Thanks for the concern, we all do love these Goldens.

Turns out she has a soft tissue injury, nothing serious, but needs a week on anti-inflammatory meds and no training or testing. So this weekend WCX is out...I will have to look for another. I did sent a letter from our vet to the WCX test people, so maybe they will return the entry fee, but no matter, Foxy is not hurt to bad. 

We do have 2 upcoming hunt tests she is entered in SH tests, those take priority, as she already has 1 pass...

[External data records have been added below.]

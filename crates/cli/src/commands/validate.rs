//! `validate` command implementation.

use anyhow::{Context, Result};
use contracts::{DeliveryMethod, RelayConfig};
use serde::Serialize;
use tracing::info;

use crate::cli::ValidateArgs;
use crate::config::resolve_config;

/// Validation result for JSON output
#[derive(Serialize)]
struct ValidationResult {
    valid: bool,
    config_source: String,
    #[serde(skip_serializing_if = "Option::is_none")]
    error: Option<String>,
    #[serde(skip_serializing_if = "Option::is_none")]
    warnings: Option<Vec<String>>,
    #[serde(skip_serializing_if = "Option::is_none")]
    summary: Option<ConfigSummary>,
}

#[derive(Serialize)]
struct ConfigSummary {
    version: String,
    bind: String,
    method: String,
    site_name: String,
}

/// Execute the `validate` command
pub fn run_validate(args: &ValidateArgs) -> Result<()> {
    let result = validate_config(args);
    info!(source = %result.config_source, valid = result.valid, "Validated configuration");

    if args.json {
        let json = serde_json::to_string_pretty(&result)
            .context("Failed to serialize validation result")?;
        println!("{}", json);
    } else {
        print_validation_result(&result);
    }

    if result.valid {
        Ok(())
    } else {
        anyhow::bail!("Configuration validation failed")
    }
}

fn validate_config(args: &ValidateArgs) -> ValidationResult {
    let config_source = match &args.config.config {
        Some(path) => path.display().to_string(),
        None => "<defaults + environment>".to_string(),
    };

    match resolve_config(&args.config) {
        Ok(config) => {
            let warnings = collect_warnings(&config);
            ValidationResult {
                valid: true,
                config_source,
                error: None,
                warnings: if warnings.is_empty() {
                    None
                } else {
                    Some(warnings)
                },
                summary: Some(ConfigSummary {
                    version: format!("{:?}", config.version),
                    bind: config.server.bind.clone(),
                    method: config.delivery.method.to_string(),
                    site_name: config.delivery.resolved_site_name().to_string(),
                }),
            }
        }
        Err(e) => ValidationResult {
            valid: false,
            config_source,
            error: Some(e.to_string()),
            warnings: None,
            summary: None,
        },
    }
}

/// Collect configuration warnings (non-fatal issues)
///
/// A loadable config can still fail every submission; these point at why.
fn collect_warnings(config: &RelayConfig) -> Vec<String> {
    let mut warnings = Vec::new();
    let delivery = &config.delivery;

    let mut require = |value: &str, setting: &str| {
        if value.trim().is_empty() {
            warnings.push(format!(
                "{setting} is empty - submissions will fail with a configuration error"
            ));
        }
    };

    match delivery.method {
        DeliveryMethod::Email => {
            require(&delivery.email.api_key, "delivery.email.api_key");
            require(&delivery.email.from, "delivery.email.from");
            require(&delivery.email.to, "delivery.email.to");
        }
        DeliveryMethod::IssueTracker => {
            require(&delivery.issue_tracker.token, "delivery.issue_tracker.token");
            require(&delivery.issue_tracker.owner, "delivery.issue_tracker.owner");
            require(&delivery.issue_tracker.repo, "delivery.issue_tracker.repo");
        }
        DeliveryMethod::Webhook => {
            if let Err(e) = dispatcher::validate_endpoint(&delivery.webhook.endpoint) {
                warnings.push(format!("delivery.webhook.endpoint: {e}"));
            }
        }
        DeliveryMethod::Unconfigured => {
            warnings.push(
                "delivery.method is not set - every submission will be answered with a failure"
                    .to_string(),
            );
        }
    }

    if delivery.site_name.trim().is_empty() {
        warnings.push(format!(
            "delivery.site_name is empty - using \"{}\"",
            delivery.resolved_site_name()
        ));
    }

    if delivery.http_timeout_secs.is_none() && delivery.method != DeliveryMethod::Unconfigured {
        warnings.push(
            "delivery.http_timeout_secs is unset - a slow provider can hold a request indefinitely"
                .to_string(),
        );
    }

    warnings
}

fn print_validation_result(result: &ValidationResult) {
    if result.valid {
        println!("✓ Configuration is valid: {}", result.config_source);

        if let Some(ref summary) = result.summary {
            println!("\n  Version: {}", summary.version);
            println!("  Bind: {}", summary.bind);
            println!("  Method: {}", summary.method);
            println!("  Site: {}", summary.site_name);
        }

        if let Some(ref warnings) = result.warnings {
            println!("\n⚠ Warnings:");
            for warning in warnings {
                println!("  - {}", warning);
            }
        }
    } else {
        println!("✗ Configuration is invalid: {}", result.config_source);
        if let Some(ref error) = result.error {
            println!("\n  Error: {}", error);
        }
    }
}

Rest her a week, then...On with the campaign, and glad this was not serious.


----------



## Alaska7133 (May 26, 2011)

So plan on coming up to Alaska for the Midnight Sun Golden Retriever Club WC/WCX on Aug. 8th at Turnagain Pass! $100 each way to fly a dog on Alaska Airlines. The weekend proceeding the WC is a field trial at the same location. The weekend following is a double header hunt test weekend at a location nearby. So come for the week, get a WCX and 2 SH passes or 2 MH passes and enjoy Alaska for the week! Alaska Airlines flies into Chicago on a direct flight, 6.5 hours will get you here.


----------



## goldlover68 (Jun 17, 2013)

Wow, Alaska....you make a great offer...! But we are going to run in a WCX in July...
If I came up to Alaska, I would probably never come home! I was raised in the high Rockies of Colorado, and always thought about moving to Alaska...my best friend did move to Alaska in 1972 after finishing college. Unfortunately, he was killed in a car accident a few years later. For me as 'life happened' I was just never able to do it!

I will get up to Alaska, it is on my bucket list, but spending a week is not enough, maybe a month or so at the least....

Thanks for the great idea, but I have already set up a plan running through mid-July...provided my girls foot heals as expected.


----------